- _Saved data entries_:

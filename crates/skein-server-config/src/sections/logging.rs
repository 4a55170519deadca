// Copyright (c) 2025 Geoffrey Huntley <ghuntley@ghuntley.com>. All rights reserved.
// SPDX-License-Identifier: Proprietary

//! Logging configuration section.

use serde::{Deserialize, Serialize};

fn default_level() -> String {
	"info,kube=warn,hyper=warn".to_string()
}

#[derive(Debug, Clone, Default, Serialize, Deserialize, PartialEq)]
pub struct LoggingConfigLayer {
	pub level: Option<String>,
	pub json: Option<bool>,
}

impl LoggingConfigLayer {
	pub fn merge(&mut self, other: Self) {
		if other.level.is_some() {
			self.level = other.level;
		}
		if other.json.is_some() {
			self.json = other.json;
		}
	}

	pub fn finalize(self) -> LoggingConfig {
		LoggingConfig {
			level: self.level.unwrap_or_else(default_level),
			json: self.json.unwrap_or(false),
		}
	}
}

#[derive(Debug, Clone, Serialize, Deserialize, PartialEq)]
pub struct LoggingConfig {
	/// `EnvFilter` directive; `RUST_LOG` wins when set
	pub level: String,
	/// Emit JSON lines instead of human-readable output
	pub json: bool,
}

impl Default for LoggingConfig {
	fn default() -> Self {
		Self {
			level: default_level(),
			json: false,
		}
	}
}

---

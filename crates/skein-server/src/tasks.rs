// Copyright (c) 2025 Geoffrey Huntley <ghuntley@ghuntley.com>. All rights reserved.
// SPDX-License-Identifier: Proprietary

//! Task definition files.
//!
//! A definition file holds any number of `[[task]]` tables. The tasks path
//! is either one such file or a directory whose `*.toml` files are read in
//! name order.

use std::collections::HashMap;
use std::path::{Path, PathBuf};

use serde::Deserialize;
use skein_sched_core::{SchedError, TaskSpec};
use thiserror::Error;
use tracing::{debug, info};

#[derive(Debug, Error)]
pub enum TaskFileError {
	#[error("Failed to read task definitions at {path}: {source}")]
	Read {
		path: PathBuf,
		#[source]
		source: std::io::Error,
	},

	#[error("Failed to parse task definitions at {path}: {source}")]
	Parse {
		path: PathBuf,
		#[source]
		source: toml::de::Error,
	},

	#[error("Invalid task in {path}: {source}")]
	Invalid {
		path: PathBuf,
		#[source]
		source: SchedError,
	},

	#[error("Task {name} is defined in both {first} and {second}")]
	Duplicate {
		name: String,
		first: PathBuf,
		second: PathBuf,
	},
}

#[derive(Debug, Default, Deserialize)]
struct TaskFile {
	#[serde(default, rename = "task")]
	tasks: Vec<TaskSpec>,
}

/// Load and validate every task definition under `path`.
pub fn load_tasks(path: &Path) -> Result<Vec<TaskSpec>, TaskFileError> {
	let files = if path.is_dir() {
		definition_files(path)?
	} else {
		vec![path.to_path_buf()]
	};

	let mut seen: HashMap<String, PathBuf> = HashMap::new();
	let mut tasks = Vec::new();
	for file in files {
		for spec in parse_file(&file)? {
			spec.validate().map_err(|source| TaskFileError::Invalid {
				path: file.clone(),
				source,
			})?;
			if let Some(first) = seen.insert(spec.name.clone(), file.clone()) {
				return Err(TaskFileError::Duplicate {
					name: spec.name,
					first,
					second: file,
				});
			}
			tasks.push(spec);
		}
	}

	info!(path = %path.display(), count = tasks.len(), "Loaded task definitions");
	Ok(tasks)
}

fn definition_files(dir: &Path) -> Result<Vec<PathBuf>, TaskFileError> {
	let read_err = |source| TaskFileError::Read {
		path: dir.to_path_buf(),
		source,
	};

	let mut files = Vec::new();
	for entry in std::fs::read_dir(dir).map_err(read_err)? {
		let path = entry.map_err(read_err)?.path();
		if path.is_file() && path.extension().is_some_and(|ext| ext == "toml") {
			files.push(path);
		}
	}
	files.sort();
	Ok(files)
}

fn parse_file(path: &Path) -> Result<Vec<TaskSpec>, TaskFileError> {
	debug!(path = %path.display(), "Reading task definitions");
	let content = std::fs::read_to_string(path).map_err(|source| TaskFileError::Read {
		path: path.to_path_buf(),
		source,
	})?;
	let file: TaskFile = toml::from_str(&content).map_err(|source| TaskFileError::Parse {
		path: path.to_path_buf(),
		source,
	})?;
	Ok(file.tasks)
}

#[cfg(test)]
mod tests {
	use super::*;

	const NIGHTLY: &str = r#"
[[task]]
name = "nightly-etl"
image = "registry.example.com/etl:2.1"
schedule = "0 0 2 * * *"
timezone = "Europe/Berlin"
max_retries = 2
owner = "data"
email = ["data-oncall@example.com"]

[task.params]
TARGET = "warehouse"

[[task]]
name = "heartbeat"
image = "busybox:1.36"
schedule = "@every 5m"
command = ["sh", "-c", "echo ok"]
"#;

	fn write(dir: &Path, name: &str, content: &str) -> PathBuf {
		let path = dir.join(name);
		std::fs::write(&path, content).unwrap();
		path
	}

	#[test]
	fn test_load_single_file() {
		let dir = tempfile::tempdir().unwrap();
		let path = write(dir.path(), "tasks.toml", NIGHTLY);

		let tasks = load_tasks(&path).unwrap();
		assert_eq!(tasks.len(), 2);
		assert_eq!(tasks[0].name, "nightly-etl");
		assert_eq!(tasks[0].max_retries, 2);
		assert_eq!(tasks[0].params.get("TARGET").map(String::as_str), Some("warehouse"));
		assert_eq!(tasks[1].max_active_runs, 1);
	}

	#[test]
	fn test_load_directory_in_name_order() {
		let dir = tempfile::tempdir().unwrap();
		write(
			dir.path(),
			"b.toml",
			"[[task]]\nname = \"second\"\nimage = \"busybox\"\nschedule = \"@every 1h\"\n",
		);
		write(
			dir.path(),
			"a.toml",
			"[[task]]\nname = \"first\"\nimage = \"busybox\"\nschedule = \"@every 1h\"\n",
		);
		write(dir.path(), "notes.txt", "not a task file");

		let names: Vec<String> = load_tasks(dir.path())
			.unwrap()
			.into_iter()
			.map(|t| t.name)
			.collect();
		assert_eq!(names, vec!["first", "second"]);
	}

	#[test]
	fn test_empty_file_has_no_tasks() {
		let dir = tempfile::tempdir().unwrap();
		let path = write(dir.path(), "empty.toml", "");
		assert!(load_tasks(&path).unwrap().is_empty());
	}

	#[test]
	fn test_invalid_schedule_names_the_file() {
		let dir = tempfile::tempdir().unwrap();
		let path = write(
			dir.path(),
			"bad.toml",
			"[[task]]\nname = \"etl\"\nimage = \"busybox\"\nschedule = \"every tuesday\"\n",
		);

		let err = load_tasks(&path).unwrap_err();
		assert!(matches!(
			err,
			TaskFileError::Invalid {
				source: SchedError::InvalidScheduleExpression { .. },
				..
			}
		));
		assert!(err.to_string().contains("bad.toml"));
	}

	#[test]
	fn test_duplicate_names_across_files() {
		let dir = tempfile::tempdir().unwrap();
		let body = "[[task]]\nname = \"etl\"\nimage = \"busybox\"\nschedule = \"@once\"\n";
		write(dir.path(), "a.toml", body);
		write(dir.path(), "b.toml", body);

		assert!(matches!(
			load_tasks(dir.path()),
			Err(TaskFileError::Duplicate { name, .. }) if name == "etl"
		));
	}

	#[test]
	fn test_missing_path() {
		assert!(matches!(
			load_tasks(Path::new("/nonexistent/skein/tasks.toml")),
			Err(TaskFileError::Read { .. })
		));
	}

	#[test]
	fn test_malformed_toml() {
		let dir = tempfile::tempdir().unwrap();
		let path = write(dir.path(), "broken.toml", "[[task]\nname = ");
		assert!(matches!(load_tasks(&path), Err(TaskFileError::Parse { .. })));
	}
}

* * *

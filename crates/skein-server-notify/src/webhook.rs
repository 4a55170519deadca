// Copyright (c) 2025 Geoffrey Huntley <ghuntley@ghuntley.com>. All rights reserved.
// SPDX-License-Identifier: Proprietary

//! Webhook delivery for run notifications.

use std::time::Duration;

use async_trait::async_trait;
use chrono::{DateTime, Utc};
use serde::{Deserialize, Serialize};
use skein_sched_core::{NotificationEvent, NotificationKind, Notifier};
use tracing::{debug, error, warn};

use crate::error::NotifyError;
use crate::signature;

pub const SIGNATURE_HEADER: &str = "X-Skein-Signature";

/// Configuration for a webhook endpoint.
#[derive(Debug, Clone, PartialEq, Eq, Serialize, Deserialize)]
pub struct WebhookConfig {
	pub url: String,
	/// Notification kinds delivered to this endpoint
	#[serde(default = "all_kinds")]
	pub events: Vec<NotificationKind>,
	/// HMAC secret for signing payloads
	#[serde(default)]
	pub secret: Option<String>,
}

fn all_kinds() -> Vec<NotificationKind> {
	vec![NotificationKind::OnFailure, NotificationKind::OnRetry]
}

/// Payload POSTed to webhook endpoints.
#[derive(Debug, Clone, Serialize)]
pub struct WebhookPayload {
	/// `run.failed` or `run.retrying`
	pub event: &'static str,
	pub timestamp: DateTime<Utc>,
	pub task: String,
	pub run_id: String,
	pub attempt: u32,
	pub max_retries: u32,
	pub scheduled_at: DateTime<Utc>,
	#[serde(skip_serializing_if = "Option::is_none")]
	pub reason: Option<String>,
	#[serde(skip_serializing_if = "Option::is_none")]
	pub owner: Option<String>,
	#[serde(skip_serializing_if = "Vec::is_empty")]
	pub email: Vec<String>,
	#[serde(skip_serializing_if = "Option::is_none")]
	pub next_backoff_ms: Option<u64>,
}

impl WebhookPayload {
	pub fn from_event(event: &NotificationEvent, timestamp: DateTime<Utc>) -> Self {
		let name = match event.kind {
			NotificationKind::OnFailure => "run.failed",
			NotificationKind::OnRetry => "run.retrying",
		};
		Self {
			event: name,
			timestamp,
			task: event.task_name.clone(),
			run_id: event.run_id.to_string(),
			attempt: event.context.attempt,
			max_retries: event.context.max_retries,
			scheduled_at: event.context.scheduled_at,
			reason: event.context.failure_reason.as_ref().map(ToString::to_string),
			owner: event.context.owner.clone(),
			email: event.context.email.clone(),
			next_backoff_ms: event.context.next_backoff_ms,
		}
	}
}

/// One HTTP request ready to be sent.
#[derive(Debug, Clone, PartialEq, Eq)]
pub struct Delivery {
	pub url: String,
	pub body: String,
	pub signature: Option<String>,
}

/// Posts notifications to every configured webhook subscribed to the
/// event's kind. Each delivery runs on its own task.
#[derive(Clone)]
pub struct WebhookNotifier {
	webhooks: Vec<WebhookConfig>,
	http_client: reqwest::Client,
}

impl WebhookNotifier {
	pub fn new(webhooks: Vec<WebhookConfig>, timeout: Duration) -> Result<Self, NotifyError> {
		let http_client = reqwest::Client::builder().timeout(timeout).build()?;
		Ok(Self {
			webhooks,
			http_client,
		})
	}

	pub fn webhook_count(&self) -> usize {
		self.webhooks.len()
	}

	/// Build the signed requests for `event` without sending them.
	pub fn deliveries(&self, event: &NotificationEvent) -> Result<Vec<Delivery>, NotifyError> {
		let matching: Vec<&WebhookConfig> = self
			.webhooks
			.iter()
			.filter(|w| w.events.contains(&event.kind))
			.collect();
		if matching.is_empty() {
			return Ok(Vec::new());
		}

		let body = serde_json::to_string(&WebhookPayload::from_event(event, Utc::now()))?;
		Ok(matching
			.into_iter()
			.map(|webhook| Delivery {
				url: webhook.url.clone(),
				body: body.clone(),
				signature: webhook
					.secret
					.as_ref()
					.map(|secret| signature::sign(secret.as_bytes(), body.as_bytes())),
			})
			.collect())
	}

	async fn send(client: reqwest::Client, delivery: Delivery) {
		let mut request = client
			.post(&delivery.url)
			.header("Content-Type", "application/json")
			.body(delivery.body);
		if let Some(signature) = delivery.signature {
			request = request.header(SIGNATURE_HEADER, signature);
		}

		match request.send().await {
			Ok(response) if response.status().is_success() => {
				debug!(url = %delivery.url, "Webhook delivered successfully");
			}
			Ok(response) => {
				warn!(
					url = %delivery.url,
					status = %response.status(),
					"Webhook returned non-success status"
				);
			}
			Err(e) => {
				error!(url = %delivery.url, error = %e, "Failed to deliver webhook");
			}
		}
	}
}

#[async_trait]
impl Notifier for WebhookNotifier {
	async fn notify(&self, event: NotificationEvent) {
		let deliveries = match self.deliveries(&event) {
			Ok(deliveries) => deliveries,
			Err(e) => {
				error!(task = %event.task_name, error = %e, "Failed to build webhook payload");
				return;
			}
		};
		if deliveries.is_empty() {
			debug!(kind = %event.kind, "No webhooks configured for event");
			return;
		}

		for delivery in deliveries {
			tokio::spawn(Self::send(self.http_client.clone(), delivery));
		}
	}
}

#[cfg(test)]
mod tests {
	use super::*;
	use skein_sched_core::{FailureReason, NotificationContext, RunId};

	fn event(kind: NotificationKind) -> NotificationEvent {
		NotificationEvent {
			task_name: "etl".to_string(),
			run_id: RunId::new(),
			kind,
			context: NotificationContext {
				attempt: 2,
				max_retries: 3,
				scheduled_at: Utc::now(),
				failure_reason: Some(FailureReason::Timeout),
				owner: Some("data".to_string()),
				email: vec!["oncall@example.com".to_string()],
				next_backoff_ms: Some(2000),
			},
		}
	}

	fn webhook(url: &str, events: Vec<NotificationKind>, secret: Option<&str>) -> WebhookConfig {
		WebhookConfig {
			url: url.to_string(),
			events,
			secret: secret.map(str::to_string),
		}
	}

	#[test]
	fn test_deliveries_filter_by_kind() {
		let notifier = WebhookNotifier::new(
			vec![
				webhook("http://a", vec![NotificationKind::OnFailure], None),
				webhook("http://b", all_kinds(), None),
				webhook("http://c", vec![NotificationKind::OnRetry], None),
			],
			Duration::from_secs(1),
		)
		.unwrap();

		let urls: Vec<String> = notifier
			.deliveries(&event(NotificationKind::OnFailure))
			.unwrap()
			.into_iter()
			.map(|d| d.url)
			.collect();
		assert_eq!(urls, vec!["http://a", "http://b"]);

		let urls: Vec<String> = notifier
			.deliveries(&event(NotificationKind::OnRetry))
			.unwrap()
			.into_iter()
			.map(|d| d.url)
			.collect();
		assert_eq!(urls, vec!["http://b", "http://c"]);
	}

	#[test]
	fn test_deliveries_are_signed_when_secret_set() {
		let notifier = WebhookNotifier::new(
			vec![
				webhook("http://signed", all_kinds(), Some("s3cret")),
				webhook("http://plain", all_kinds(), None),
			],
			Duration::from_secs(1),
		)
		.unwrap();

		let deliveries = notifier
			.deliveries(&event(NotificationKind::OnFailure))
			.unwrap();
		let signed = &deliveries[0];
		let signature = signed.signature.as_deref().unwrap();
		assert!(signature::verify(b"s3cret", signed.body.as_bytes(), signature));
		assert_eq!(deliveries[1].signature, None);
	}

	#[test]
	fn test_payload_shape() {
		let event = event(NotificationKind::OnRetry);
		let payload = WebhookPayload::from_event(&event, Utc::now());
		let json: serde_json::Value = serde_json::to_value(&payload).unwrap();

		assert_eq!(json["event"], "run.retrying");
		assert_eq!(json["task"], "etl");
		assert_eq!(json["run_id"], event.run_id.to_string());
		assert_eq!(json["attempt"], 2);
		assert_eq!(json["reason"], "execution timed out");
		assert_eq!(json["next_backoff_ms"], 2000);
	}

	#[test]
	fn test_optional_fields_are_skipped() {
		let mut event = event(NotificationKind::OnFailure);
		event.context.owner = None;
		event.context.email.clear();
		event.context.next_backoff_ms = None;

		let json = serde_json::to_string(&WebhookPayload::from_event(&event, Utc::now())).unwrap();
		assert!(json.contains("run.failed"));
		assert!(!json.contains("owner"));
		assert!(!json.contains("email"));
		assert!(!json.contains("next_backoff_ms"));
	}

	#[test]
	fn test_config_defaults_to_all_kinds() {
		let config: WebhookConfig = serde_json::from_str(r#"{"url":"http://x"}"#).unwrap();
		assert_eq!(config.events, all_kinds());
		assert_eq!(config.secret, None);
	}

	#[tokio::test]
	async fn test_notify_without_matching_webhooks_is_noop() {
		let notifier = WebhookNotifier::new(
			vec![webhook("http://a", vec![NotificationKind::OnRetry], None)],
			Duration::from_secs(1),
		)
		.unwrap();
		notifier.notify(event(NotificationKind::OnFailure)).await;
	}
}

- _What is being asked_: Output only an exact transcription of the lines above from the one with "pub const SIGNATURE_HEADER: &str" up to and including the one with "pub struct WebhookPayload".

- _Output_:
pub const SIGNATURE_HEADER: &str = "X-Skein-Signature";

/// Configuration for a webhook endpoint.
#[derive(Debug, Clone, PartialEq, Eq, Serialize, Deserialize)]
pub struct WebhookConfig {
	pub url: String,
	/// Notification kinds delivered to this endpoint
	#[serde(default = "all_kinds")]
	pub events: Vec<NotificationKind>,
	/// HMAC secret for signing payloads
	#[serde(default)]
	pub secret: Option<String>,
}

fn all_kinds() -> Vec<NotificationKind> {
	vec![NotificationKind::OnFailure, NotificationKind::OnRetry]
}

/// Payload POSTed to webhook endpoints.
#[derive(Debug, Clone, Serialize)]
pub struct WebhookPayload {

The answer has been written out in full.